BEGIN

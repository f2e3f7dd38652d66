//! Configuration structures.
//!
//! Configuration is loaded from JSON (string or file) and validated before
//! use. Durations are human-readable strings (`"30s"`, `"24h"`).

use schemars::JsonSchema;
use serde::{Deserialize, Serialize};
use std::path::Path;

use crate::credentials::CredentialConfig;
use crate::dispatch::DispatcherConfig;
use crate::kernel::circuit_breaker::CircuitBreakerConfig;
use crate::kernel::cleanup::MaintenanceConfig;
use crate::kernel::rate_limiter::SlidingWindowConfig;
use crate::kernel::token_bucket::TokenBucketConfig;
use crate::types::Result;
use crate::validation::{validate_non_zero, validate_one_of, validate_positive, validate_rate};

const LOG_LEVELS: &[&str] = &["trace", "debug", "info", "warn", "error"];

/// Global kernel configuration.
#[derive(Debug, Clone, Default, Serialize, Deserialize, JsonSchema)]
#[serde(default)]
pub struct Config {
    /// Observability configuration.
    pub observability: ObservabilityConfig,

    /// Message dispatch.
    pub dispatcher: DispatcherConfig,

    /// Defaults for circuit breakers handed out by the kernel.
    pub circuit_breaker: CircuitBreakerConfig,

    /// Sliding-window request limiter.
    pub rate_limiter: SlidingWindowConfig,

    /// Token bucket limiter.
    pub token_bucket: TokenBucketConfig,

    /// Signing secrets and session credentials.
    pub credentials: CredentialConfig,

    /// Background sweep.
    pub maintenance: MaintenanceConfig,
}

/// Observability configuration.
#[derive(Debug, Clone, Serialize, Deserialize, JsonSchema)]
#[serde(default)]
pub struct ObservabilityConfig {
    /// Tracing log level (trace, debug, info, warn, error).
    pub log_level: String,

    /// Enable JSON log formatting.
    pub json_logs: bool,
}

impl Default for ObservabilityConfig {
    fn default() -> Self {
        Self {
            log_level: "info".to_string(),
            json_logs: false,
        }
    }
}

impl Config {
    /// Parse and validate a JSON document. Missing sections take defaults.
    pub fn from_json_str(json: &str) -> Result<Self> {
        let config: Config = serde_json::from_str(json)?;
        config.validate()?;
        Ok(config)
    }

    /// Read, parse and validate a JSON config file.
    pub fn from_file(path: impl AsRef<Path>) -> Result<Self> {
        let contents = std::fs::read_to_string(path.as_ref())?;
        tracing::debug!("config_loaded: path={}", path.as_ref().display());
        Self::from_json_str(&contents)
    }

    /// Reject values the kernel cannot run with.
    pub fn validate(&self) -> Result<()> {
        validate_one_of(
            &self.observability.log_level,
            LOG_LEVELS,
            "observability.log_level",
        )?;

        let breaker = &self.circuit_breaker;
        validate_positive(
            u64::from(breaker.failure_threshold),
            "circuit_breaker.failure_threshold",
        )?;
        validate_non_zero(breaker.timeout, "circuit_breaker.timeout")?;
        validate_non_zero(breaker.reset_timeout, "circuit_breaker.reset_timeout")?;

        let window = &self.rate_limiter;
        validate_non_zero(window.window, "rate_limiter.window")?;
        validate_positive(u64::from(window.max_requests), "rate_limiter.max_requests")?;
        validate_positive(window.max_keys as u64, "rate_limiter.max_keys")?;

        let bucket = &self.token_bucket;
        validate_positive(u64::from(bucket.capacity), "token_bucket.capacity")?;
        validate_rate(bucket.refill_rate, "token_bucket.refill_rate")?;
        validate_positive(bucket.max_keys as u64, "token_bucket.max_keys")?;

        self.credentials.validate()?;

        validate_non_zero(self.maintenance.interval, "maintenance.interval")?;
        Ok(())
    }

    /// JSON Schema describing this configuration.
    pub fn json_schema() -> schemars::schema::RootSchema {
        schemars::schema_for!(Config)
    }
}

#[cfg(test)]
mod tests {
    use super::*;
    use crate::credentials::SigningAlgorithm;
    use crate::envelope::MessageCategory;
    use std::io::Write;
    use std::time::Duration;

    #[test]
    fn test_defaults_are_valid() {
        let config = Config::default();
        config.validate().unwrap();
        assert_eq!(config.circuit_breaker.failure_threshold, 5);
        assert_eq!(config.rate_limiter.max_requests, 100);
        assert_eq!(config.token_bucket.capacity, 10);
        assert_eq!(
            config.credentials.rotation_interval,
            Duration::from_secs(24 * 3600)
        );
        assert_eq!(config.dispatcher.history_capacity, 1000);
        assert_eq!(config.maintenance.interval, Duration::from_secs(60));
    }

    #[test]
    fn test_partial_json_fills_defaults() {
        let config = Config::from_json_str(
            r#"{
                "circuit_breaker": {"failure_threshold": 3, "reset_timeout": "5s"},
                "credentials": {"rotation_interval": "1h", "secret_lifetime": "2h", "algorithm": "HS512"},
                "dispatcher": {"default_category": "notification"}
            }"#,
        )
        .unwrap();

        assert_eq!(config.circuit_breaker.failure_threshold, 3);
        assert_eq!(config.circuit_breaker.reset_timeout, Duration::from_secs(5));
        assert_eq!(config.circuit_breaker.timeout, Duration::from_secs(10));
        assert_eq!(config.credentials.algorithm, SigningAlgorithm::Hs512);
        assert_eq!(
            config.dispatcher.default_category,
            MessageCategory::Notification
        );
        assert!(config.dispatcher.validate_payloads);
    }

    #[test]
    fn test_secret_lifetime_shorter_than_rotation_is_rejected() {
        let err = Config::from_json_str(
            r#"{"credentials": {"rotation_interval": "2h", "secret_lifetime": "1h"}}"#,
        )
        .unwrap_err();
        assert_eq!(err.code(), "INVALID_CONFIG");
        assert!(err.to_string().contains("secret_lifetime"));
    }

    #[test]
    fn test_zero_values_are_rejected() {
        for json in [
            r#"{"circuit_breaker": {"failure_threshold": 0}}"#,
            r#"{"rate_limiter": {"window": "0s"}}"#,
            r#"{"token_bucket": {"refill_rate": 0.0}}"#,
            r#"{"maintenance": {"interval": "0s"}}"#,
            r#"{"observability": {"log_level": "chatty"}}"#,
        ] {
            let err = Config::from_json_str(json).unwrap_err();
            assert_eq!(err.code(), "INVALID_CONFIG", "{}", json);
        }
    }

    #[test]
    fn test_malformed_json_is_a_serialization_error() {
        let err = Config::from_json_str("{not json").unwrap_err();
        assert_eq!(err.code(), "SERIALIZATION");
    }

    #[test]
    fn test_from_file() {
        let mut file = tempfile::NamedTempFile::new().unwrap();
        write!(file, r#"{{"token_bucket": {{"capacity": 42}}}}"#).unwrap();
        let config = Config::from_file(file.path()).unwrap();
        assert_eq!(config.token_bucket.capacity, 42);

        let missing = Config::from_file("/definitely/not/here.json").unwrap_err();
        assert_eq!(missing.code(), "IO");
    }

    #[test]
    fn test_json_schema_lists_sections() {
        let schema = serde_json::to_value(Config::json_schema()).unwrap();
        let properties = schema["properties"].as_object().unwrap();
        for section in [
            "observability",
            "dispatcher",
            "circuit_breaker",
            "rate_limiter",
            "token_bucket",
            "credentials",
            "maintenance",
        ] {
            assert!(properties.contains_key(section), "{}", section);
        }
    }

    #[test]
    fn test_round_trips_through_json() {
        let config = Config::default();
        let json = serde_json::to_string(&config).unwrap();
        let back = Config::from_json_str(&json).unwrap();
        assert_eq!(back.rate_limiter.window, config.rate_limiter.window);
        assert_eq!(back.credentials.secret_lifetime, config.credentials.secret_lifetime);
    }
}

END

Exercise aim. All of the data needs to be repeated exactly.

Result for this task.
repository f2e3f7dd38652d66
//! Configuration structures.
//!
//! Configuration is loaded from JSON (string or file) and validated before
//! use. Durations are human-readable strings (`"30s"`, `"24h"`).

use schemars::JsonSchema;
use serde::{Deserialize, Serialize};
use std::path::Path;

use crate::credentials::CredentialConfig;
use crate::dispatch::DispatcherConfig;
use crate::kernel::circuit_breaker::CircuitBreakerConfig;
use crate::kernel::cleanup::MaintenanceConfig;
use crate::kernel::rate_limiter::SlidingWindowConfig;
use crate::kernel::token_bucket::TokenBucketConfig;
use crate::types::Result;
use crate::validation::{validate_non_zero, validate_one_of, validate_positive, validate_rate};

const LOG_LEVELS: &[&str] = &["trace", "debug", "info", "warn", "error"];

/// Global kernel configuration.
#[derive(Debug, Clone, Default, Serialize, Deserialize, JsonSchema)]
#[serde(default)]
pub struct Config {
    /// Observability configuration.
    pub observability: ObservabilityConfig,

    /// Message dispatch.
    pub dispatcher: DispatcherConfig,

    /// Defaults for circuit breakers handed out by the kernel.
    pub circuit_breaker: CircuitBreakerConfig,

    /// Sliding-window request limiter.
    pub rate_limiter: SlidingWindowConfig,

    /// Token bucket limiter.
    pub token_bucket: TokenBucketConfig,

    /// Signing secrets and session credentials.
    pub credentials: CredentialConfig,

    /// Background sweep.
    pub maintenance: MaintenanceConfig,
}

/// Observability configuration.
#[derive(Debug, Clone, Serialize, Deserialize, JsonSchema)]
#[serde(default)]
pub struct ObservabilityConfig {
    /// Tracing log level (trace, debug, info, warn, error).
    pub log_level: String,

    /// Enable JSON log formatting.
    pub json_logs: bool,
}

impl Default for ObservabilityConfig {
    fn default() -> Self {
        Self {
            log_level: "info".to_string(),
            json_logs: false,
        }
    }
}

impl Config {
    /// Parse and validate a JSON document. Missing sections take defaults.
    pub fn from_json_str(json: &str) -> Result<Self> {
        let config: Config = serde_json::from_str(json)?;
        config.validate()?;
        Ok(config)
    }

    /// Read, parse and validate a JSON config file.
    pub fn from_file(path: impl AsRef<Path>) -> Result<Self> {
        let contents = std::fs::read_to_string(path.as_ref())?;
        tracing::debug!("config_loaded: path={}", path.as_ref().display());
        Self::from_json_str(&contents)
    }

    /// Reject values the kernel cannot run with.
    pub fn validate(&self) -> Result<()> {
        validate_one_of(
            &self.observability.log_level,
            LOG_LEVELS,
            "observability.log_level",
        )?;

        let breaker = &self.circuit_breaker;
        validate_positive(
            u64::from(breaker.failure_threshold),
            "circuit_breaker.failure_threshold",
        )?;
        validate_non_zero(breaker.timeout, "circuit_breaker.timeout")?;
        validate_non_zero(breaker.reset_timeout, "circuit_breaker.reset_timeout")?;

        let window = &self.rate_limiter;
        validate_non_zero(window.window, "rate_limiter.window")?;
        validate_positive(u64::from(window.max_requests), "rate_limiter.max_requests")?;
        validate_positive(window.max_keys as u64, "rate_limiter.max_keys")?;

        let bucket = &self.token_bucket;
        validate_positive(u64::from(bucket.capacity), "token_bucket.capacity")?;
        validate_rate(bucket.refill_rate, "token_bucket.refill_rate")?;
        validate_positive(bucket.max_keys as u64, "token_bucket.max_keys")?;

        self.credentials.validate()?;

        validate_non_zero(self.maintenance.interval, "maintenance.interval")?;
        Ok(())
    }

    /// JSON Schema describing this configuration.
    pub fn json_schema() -> schemars::schema::RootSchema {
        schemars::schema_for!(Config)
    }
}

#[cfg(test)]
mod tests {
    use super::*;
    use crate::credentials::SigningAlgorithm;
    use crate::envelope::MessageCategory;
    use std::io::Write;
    use std::time::Duration;

    #[test]
    fn test_defaults_are_valid() {
        let config = Config::default();
        config.validate().unwrap();
        assert_eq!(config.circuit_breaker.failure_threshold, 5);
        assert_eq!(config.rate_limiter.max_requests, 100);
        assert_eq!(config.token_bucket.capacity, 10);
        assert_eq!(
            config.credentials.rotation_interval,
            Duration::from_secs(24 * 3600)
        );
        assert_eq!(config.dispatcher.history_capacity, 1000);
        assert_eq!(config.maintenance.interval, Duration::from_secs(60));
    }

    #[test]
    fn test_partial_json_fills_defaults() {
        let config = Config::from_json_str(
            r#"{
                "circuit_breaker": {"failure_threshold": 3, "reset_timeout": "5s"},
                "credentials": {"rotation_interval": "1h", "secret_lifetime": "2h", "algorithm": "HS512"},
                "dispatcher": {"default_category": "notification"}
            }"#,
        )
        .unwrap();

        assert_eq!(config.circuit_breaker.failure_threshold, 3);
        assert_eq!(config.circuit_breaker.reset_timeout, Duration::from_secs(5));
        assert_eq!(config.circuit_breaker.timeout, Duration::from_secs(10));
        assert_eq!(config.credentials.algorithm, SigningAlgorithm::Hs512);
        assert_eq!(
            config.dispatcher.default_category,
            MessageCategory::Notification
        );
        assert!(config.dispatcher.validate_payloads);
    }

    #[test]
    fn test_secret_lifetime_shorter_than_rotation_is_rejected() {
        let err = Config::from_json_str(
            r#"{"credentials": {"rotation_interval": "2h", "secret_lifetime": "1h"}}"#,
        )
        .unwrap_err();
        assert_eq!(err.code(), "INVALID_CONFIG");
        assert!(err.to_string().contains("secret_lifetime"));
    }

    #[test]
    fn test_zero_values_are_rejected() {
        for json in [
            r#"{"circuit_breaker": {"failure_threshold": 0}}"#,
            r#"{"rate_limiter": {"window": "0s"}}"#,
            r#"{"token_bucket": {"refill_rate": 0.0}}"#,
            r#"{"maintenance": {"interval": "0s"}}"#,
            r#"{"observability": {"log_level": "chatty"}}"#,
        ] {
            let err = Config::from_json_str(json).unwrap_err();
            assert_eq!(err.code(), "INVALID_CONFIG", "{}", json);
        }
    }

    #[test]
    fn test_malformed_json_is_a_serialization_error() {
        let err = Config::from_json_str("{not json").unwrap_err();
        assert_eq!(err.code(), "SERIALIZATION");
    }

    #[test]
    fn test_from_file() {
        let mut file = tempfile::NamedTempFile::new().unwrap();
        write!(file, r#"{{"token_bucket": {{"capacity": 42}}}}"#).unwrap();
        let config = Config::from_file(file.path()).unwrap();
        assert_eq!(config.token_bucket.capacity, 42);

        let missing = Config::from_file("/definitely/not/here.json").unwrap_err();
        assert_eq!(missing.code(), "IO");
    }

    #[test]
    fn test_json_schema_lists_sections() {
        let schema = serde_json::to_value(Config::json_schema()).unwrap();
        let properties = schema["properties"].as_object().unwrap();
        for section in [
            "observability",
            "dispatcher",
            "circuit_breaker",
            "rate_limiter",
            "token_bucket",
            "credentials",
            "maintenance",
        ] {
            assert!(properties.contains_key(section), "{}", section);
        }
    }

    #[test]
    fn test_round_trips_through_json() {
        let config = Config::default();
        let json = serde_json::to_string(&config).unwrap();
        let back = Config::from_json_str(&json).unwrap();
        assert_eq!(back.rate_limiter.window, config.rate_limiter.window);
        assert_eq!(back.credentials.secret_lifetime, config.credentials.secret_lifetime);
    }
}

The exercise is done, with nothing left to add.